Don asked: "Tristi, I have a question about the subject of diverging from history.
"As a writer of Historical Fiction, how do you decide when to stick to the facts, and when to make stuff up?
"I know there are no hard and fast rules, but what guidelines do you follow?"
Anything I say from here on out must be understood in the context that I don't do things the way normal people do, because I am not normal. But that's part of my charm.
I always stick to a timeline on the overall historical event. I try to have everything happen as sequentially and factually as possible, but there are some times where I have diverged. Let me share some examples:
1. My first book, "Nothing to Regret," featured my character parachuting into Japan to carry out an espionage mission. At that time in the war, they had only sent parachutes into Europe, and parachuting into Japan wasn't done. But I wanted my character to do it, so I played a little "what if" and did it anyway. We don't really know what the military does on those top secret missions they're always pulling off, so I thought it would be fun to conjecture a little bit. Of course, I have had some students of history tell me that wasn't done, and I smile politely and say, "I know. But this is historical fiction, and that means I can use some creative license." Those same people hardly ever mention that 99% of the book is historically accurate -- they just like to point out the part that's not.
2. My second novel, "Strength to Endure," features a young lady who was pregnant during her incarceration in a concentration camp. Because the prisoners' stomachs would often swell because of malnutrition, I thought she'd be able to hide the pregnancy fairly well. Now, this actually turned out kind of funky. I thought I was going against history and I came up with a great scenario for how she hid her pregnancy and how she smuggled the baby out of the camp -- and then someone told me they had read a nonfiction account of a woman who did hide her pregnancy in the camps. Oh, well -- here I was trying to flaunt history and I didn't get to.

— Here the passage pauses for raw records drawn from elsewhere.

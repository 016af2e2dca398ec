use chrono::{DateTime, Local};
use serde::Serialize;

/// Per-user flags the desk keeps about a feed listing.
#[derive(Debug, Clone, PartialEq, Serialize)]
pub struct ListingFlags {
    pub user: String,
    pub listing_id: String,
    pub autopriced: bool,
    pub tags: Vec<String>,
    pub unverified_at: Option<DateTime<Local>>,
    pub updated_at: String,
}

impl ListingFlags {
    pub fn empty(user: &str, listing_id: &str) -> Self {
        Self {
            user: user.to_string(),
            listing_id: listing_id.to_string(),
            autopriced: false,
            tags: Vec::new(),
            unverified_at: None,
            updated_at: String::new(),
        }
    }
}
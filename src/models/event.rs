use super::de;
use serde::{Deserialize, Serialize};

/// Event as listed by the feed. Only what the desk displays is kept.
#[derive(Debug, Clone, Default, PartialEq, Serialize, Deserialize)]
#[serde(rename_all = "camelCase")]
pub struct EventSummary {
    #[serde(default, deserialize_with = "de::id")]
    pub id: String,
    #[serde(default, deserialize_with = "de::text")]
    pub name: String,
    #[serde(default, deserialize_with = "de::opt_text", skip_serializing_if = "Option::is_none")]
    pub venue: Option<String>,
    #[serde(default, deserialize_with = "de::opt_text", skip_serializing_if = "Option::is_none")]
    pub date: Option<String>,
    /// Set when the lookup failed and this row stands in for the real event.
    #[serde(skip)]
    pub placeholder: bool,
}

impl EventSummary {
    pub fn placeholder(id: &str) -> Self {
        Self {
            id: id.to_string(),
            name: format!("Event {id}"),
            venue: None,
            date: None,
            placeholder: true,
        }
    }

    pub fn display_name(&self) -> &str {
        if self.name.trim().is_empty() {
            &self.id
        } else {
            &self.name
        }
    }
}
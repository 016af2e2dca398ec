use super::FeedSource;
use super::envelope::Envelope;
use crate::config::ZeroHeroConfig;
use crate::errors::{AppError, AppResult};
use crate::models::{EventSummary, InventoryRecord, SaleRecord};
use reqwest::blocking::Client;
use serde::de::DeserializeOwned;
use std::time::Duration;

/// Read-only client for the ZeroHero ticketing API.
pub struct ZeroHeroClient {
    base_url: String,
    api_key: Option<String>,
    http: Client,
}

impl ZeroHeroClient {
    pub fn new(base_url: &str, api_key: Option<String>, timeout_seconds: u64) -> AppResult<Self> {
        let base_url = base_url.trim().trim_end_matches('/').to_string();
        if base_url.is_empty() {
            return Err(AppError::Config(
                "zerohero.base_url is not set (or pass --feed-dir to use snapshots)".into(),
            ));
        }

        let http = Client::builder()
            .timeout(Duration::from_secs(timeout_seconds.max(3)))
            .user_agent(concat!("tixdesk/", env!("CARGO_PKG_VERSION")))
            .build()?;

        Ok(Self {
            base_url,
            api_key,
            http,
        })
    }

    pub fn from_config(cfg: &ZeroHeroConfig) -> AppResult<Self> {
        Self::new(&cfg.base_url, cfg.resolve_api_key(), cfg.timeout_seconds)
    }

    pub fn endpoint(&self, path: &str) -> String {
        format!("{}/{}", self.base_url, path.trim_start_matches('/'))
    }

    fn get_list<T: DeserializeOwned>(&self, path: &str) -> AppResult<Vec<T>> {
        let mut req = self.http.get(self.endpoint(path));
        if let Some(key) = &self.api_key {
            req = req.bearer_auth(key);
        }

        let body: Envelope<T> = req.send()?.error_for_status()?.json()?;
        Ok(body.into_vec())
    }
}

impl FeedSource for ZeroHeroClient {
    fn describe(&self) -> String {
        format!("zerohero {}", self.base_url)
    }

    fn events(&self) -> AppResult<Vec<EventSummary>> {
        self.get_list("events")
    }

    fn inventory(&self, event_id: &str) -> AppResult<Vec<InventoryRecord>> {
        self.get_list(&format!("events/{}/inventory", event_id))
    }

    fn sales(&self, event_id: &str) -> AppResult<Vec<SaleRecord>> {
        self.get_list(&format!("events/{}/sales", event_id))
    }
}
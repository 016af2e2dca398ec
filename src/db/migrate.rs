use crate::errors::{AppError, AppResult};
use crate::ui::messages::success;
use rusqlite::{Connection, OptionalExtension};

/// A schema step, applied once and remembered in the `log` table.
struct Migration {
    version: &'static str,
    description: &'static str,
    sql: &'static str,
}

const MIGRATIONS: &[Migration] = &[
    Migration {
        version: "20250301_0001_create_category_overrides",
        description: "Created category_overrides table",
        sql: r#"
        CREATE TABLE IF NOT EXISTS category_overrides (
            user        TEXT NOT NULL,
            section     TEXT NOT NULL,
            category    TEXT NOT NULL
                        CHECK(category IN ('GA','GA_PLUS','VIP','SHUTTLE','CONCERN','UNCATEGORIZED')),
            updated_at  TEXT NOT NULL,
            PRIMARY KEY (user, section)
        );
        "#,
    },
    Migration {
        version: "20250301_0002_create_listing_flags",
        description: "Created listing_flags table",
        sql: r#"
        CREATE TABLE IF NOT EXISTS listing_flags (
            user          TEXT NOT NULL,
            listing_id    TEXT NOT NULL,
            autopriced    INTEGER NOT NULL DEFAULT 0,
            tags          TEXT NOT NULL DEFAULT '[]',
            unverified_at TEXT,
            updated_at    TEXT NOT NULL,
            PRIMARY KEY (user, listing_id)
        );
        "#,
    },
    Migration {
        version: "20250308_0003_create_checklist_items",
        description: "Created checklist_items table",
        sql: r#"
        CREATE TABLE IF NOT EXISTS checklist_items (
            user            TEXT NOT NULL,
            kind            TEXT NOT NULL
                            CHECK(kind IN ('pricing','tagging','bookmarking','alerting')),
            subject         TEXT NOT NULL,
            checked         INTEGER NOT NULL DEFAULT 0,
            checked_at      TEXT,
            last_reset_at   TEXT NOT NULL,
            schedule        TEXT NOT NULL DEFAULT 'daily:0',
            next_milestones TEXT NOT NULL DEFAULT '[]',
            updated_at      TEXT NOT NULL,
            PRIMARY KEY (user, kind, subject)
        );

        CREATE INDEX IF NOT EXISTS idx_checklist_user_kind ON checklist_items(user, kind);
        "#,
    },
];

/// Ensure that the `log` table exists; it also records applied migrations.
fn ensure_log_table(conn: &Connection) -> AppResult<()> {
    conn.execute_batch(
        r#"
        CREATE TABLE IF NOT EXISTS log (
            id        INTEGER PRIMARY KEY AUTOINCREMENT,
            date      TEXT NOT NULL,
            operation TEXT NOT NULL,
            target    TEXT DEFAULT '',
            message   TEXT NOT NULL
        );
        "#,
    )?;
    Ok(())
}

fn is_applied(conn: &Connection, version: &str) -> AppResult<bool> {
    let mut chk = conn.prepare(
        "SELECT 1 FROM log
         WHERE operation = 'migration_applied' AND target = ?1
         LIMIT 1",
    )?;
    Ok(chk.query_row([version], |_| Ok(())).optional()?.is_some())
}

fn apply(conn: &Connection, m: &Migration) -> AppResult<()> {
    let tx = conn.unchecked_transaction()?;

    tx.execute_batch(m.sql)
        .map_err(|e| AppError::Migration(format!("{}: {}", m.version, e)))?;

    tx.execute(
        "INSERT INTO log (date, operation, target, message)
         VALUES (datetime('now'), 'migration_applied', ?1, ?2)",
        [m.version, m.description],
    )?;

    tx.commit()?;
    Ok(())
}

/// Versions known to this build, oldest first.
pub fn known_versions() -> Vec<&'static str> {
    MIGRATIONS.iter().map(|m| m.version).collect()
}

/// Versions not yet recorded as applied.
pub fn pending_migrations(conn: &Connection) -> AppResult<Vec<&'static str>> {
    ensure_log_table(conn)?;

    let mut out = Vec::new();
    for m in MIGRATIONS {
        if !is_applied(conn, m.version)? {
            out.push(m.version);
        }
    }
    Ok(out)
}

/// Public entry point: run all pending migrations.
///
/// Called by db::init_db(). Returns the versions applied by this call.
pub fn run_pending_migrations(conn: &Connection) -> AppResult<Vec<&'static str>> {
    ensure_log_table(conn)?;

    let mut applied = Vec::new();
    for m in MIGRATIONS {
        if is_applied(conn, m.version)? {
            continue;
        }
        apply(conn, m)?;
        success(format!("Migration applied: {} → {}", m.version, m.description));
        applied.push(m.version);
    }

    Ok(applied)
}
use crate::cli::parser::{Commands, ListingAction};
use crate::config::Config;
use crate::core::checklist::ChecklistLogic;
use crate::core::listing::ListingLogic;
use crate::db::pool::DbPool;
use crate::errors::AppResult;
use crate::models::ListingFlags;
use crate::ui::messages::{info, success};
use crate::utils::formatting::{short_timestamp, yes_no};
use crate::utils::table::{Column, Table};
use chrono::Local;

fn print_flags(flags: &[ListingFlags]) {
    let mut table = Table::new(vec![
        Column::left("Listing"),
        Column::left("Autopriced"),
        Column::left("Tags"),
        Column::left("Unverified since"),
    ]);
    for f in flags {
        table.add_row(vec![
            f.listing_id.clone(),
            yes_no(f.autopriced).to_string(),
            f.tags.join(", "),
            f.unverified_at
                .as_ref()
                .map(short_timestamp)
                .unwrap_or_else(|| "-".to_string()),
        ]);
    }
    print!("{}", table.render());
}

pub fn handle(cmd: &Commands, cfg: &Config) -> AppResult<()> {
    let Commands::Listing { action } = cmd else {
        return Ok(());
    };
    let pool = DbPool::open_initialized(&cfg.database)?;
    let conn = &pool.conn;

    match action {
        ListingAction::Autoprice { id, on, off: _ } => {
            ListingLogic::set_autopriced(conn, &cfg.user, id, *on)?;
            success(format!(
                "Autopricing {} for listing {}",
                if *on { "on" } else { "off" },
                id
            ));
        }
        ListingAction::Tag { id, tags } => {
            let all = ListingLogic::tag(conn, &cfg.user, id, tags)?;
            success(format!("Listing {} tags: {}", id, all.join(", ")));
        }
        ListingAction::Untag { id } => {
            ListingLogic::untag(conn, &cfg.user, id)?;
            success(format!("Listing {} tags cleared", id));
        }
        ListingAction::Verify { id } => {
            let item = ChecklistLogic::verify_listing(
                conn,
                &cfg.user,
                id,
                &cfg.unverify_milestone_days,
                Local::now(),
            )?;
            success(format!("Listing {} pricing verified", id));
            if !item.state.next_milestone_days.is_empty() {
                info(format!(
                    "Next re-check after {} day(s)",
                    item.state.next_milestone_days[0]
                ));
            }
        }
        ListingAction::Show { id: Some(id) } => {
            print_flags(&[ListingLogic::show(conn, &cfg.user, id)?]);
        }
        ListingAction::Show { id: None } => {
            let all = ListingLogic::list(conn, &cfg.user)?;
            if all.is_empty() {
                info("No listing flags stored.");
            } else {
                print_flags(&all);
            }
        }
    }
    Ok(())
}
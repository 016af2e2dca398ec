pub mod checklist;
pub(crate) mod db_utils;
pub mod initialize;
pub mod listings;
pub mod log;
pub mod migrate;
pub mod overrides;
pub mod pool;
pub mod stats;
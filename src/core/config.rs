use crate::config::{Config, migrate};
use crate::errors::{AppError, AppResult};
use crate::ui::messages::{info, success, warning};
use std::fs;
use std::path::Path;
use std::process::Command;

pub struct ConfigLogic;

impl ConfigLogic {
    pub fn print(path: &Path, cfg: &Config) -> AppResult<()> {
        println!("📄 Current configuration ({}):\n", path.display());
        match fs::read_to_string(path) {
            Ok(content) => println!("{}", content),
            Err(_) => {
                warning("No configuration file found; showing effective values.");
                println!("{}", serde_yaml::to_string(cfg)?);
            }
        }
        Ok(())
    }

    /// Report keys missing from the file. Returns how many are missing.
    pub fn check(path: &Path) -> AppResult<usize> {
        if !path.exists() {
            return Err(AppError::ConfigLoad);
        }
        let missing = migrate::missing_keys(path)?;
        if missing.is_empty() {
            success("Configuration file is up to date.");
        } else {
            warning(format!("Missing keys: {}", missing.join(", ")));
            info("Run `tixdesk config --migrate` to add them with default values.");
        }
        Ok(missing.len())
    }

    pub fn migrate(path: &Path) -> AppResult<()> {
        if !path.exists() {
            return Err(AppError::ConfigLoad);
        }
        let added = migrate::fill_missing_keys(path)?;
        if added.is_empty() {
            info("Nothing to migrate.");
        } else {
            success(format!("Added keys: {}", added.join(", ")));
        }
        Ok(())
    }

    /// Open the file in `editor`, then $EDITOR/$VISUAL, then the platform default.
    pub fn edit(path: &Path, editor: &Option<String>) -> AppResult<()> {
        let default_editor = std::env::var("EDITOR")
            .or_else(|_| std::env::var("VISUAL"))
            .unwrap_or_else(|_| {
                if cfg!(target_os = "windows") {
                    "notepad".to_string()
                } else {
                    "nano".to_string()
                }
            });
        let requested = editor.clone().unwrap_or_else(|| default_editor.clone());

        match Command::new(&requested).arg(path).status() {
            Ok(s) if s.success() => {
                success(format!("Configuration edited with '{}'", requested));
                Ok(())
            }
            _ if requested != default_editor => {
                warning(format!(
                    "Editor '{}' not available, falling back to '{}'",
                    requested, default_editor
                ));
                let status = Command::new(&default_editor)
                    .arg(path)
                    .status()
                    .map_err(|e| AppError::Config(e.to_string()))?;
                if status.success() {
                    success(format!("Configuration edited with '{}'", default_editor));
                    Ok(())
                } else {
                    Err(AppError::Config(format!("'{}' exited with {}", default_editor, status)))
                }
            }
            Ok(s) => Err(AppError::Config(format!("'{}' exited with {}", requested, s))),
            Err(e) => Err(AppError::Config(e.to_string())),
        }
    }
}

3. In my WIP, I have a character who is a POW in the Hanoi Hilton. In real life, there was a man by the name of Mike Christian who scrounged together some scraps and created an American flag with a scrap of fabric he found in the shower. That flag gave the other POWs a lot of strength, but when the guards discovered it, they hauled Mike off and beat him practically to death. It took him about two weeks to recover, but the very first thing he did when he could sit up again was to start making another flag. I wanted to tell that story in my book, but the timing didn't work out -- I needed to place it about a year and a half later. So I did, but I will include an author's note saying, "In actuality this event occurred on such and such date but for the purposes of this book, I placed it here yada yada yada." This way, the reader is aware that I know the timing is wrong and they also learn when it really did happen.
For the most part, I really am a stickler. I try to get everything as accurate as possible, but there are times when you do have to tweak a little bit. When you tweak, it's a good idea to include that author note like I mentioned. It saves lots of condescending letters and e-mails later.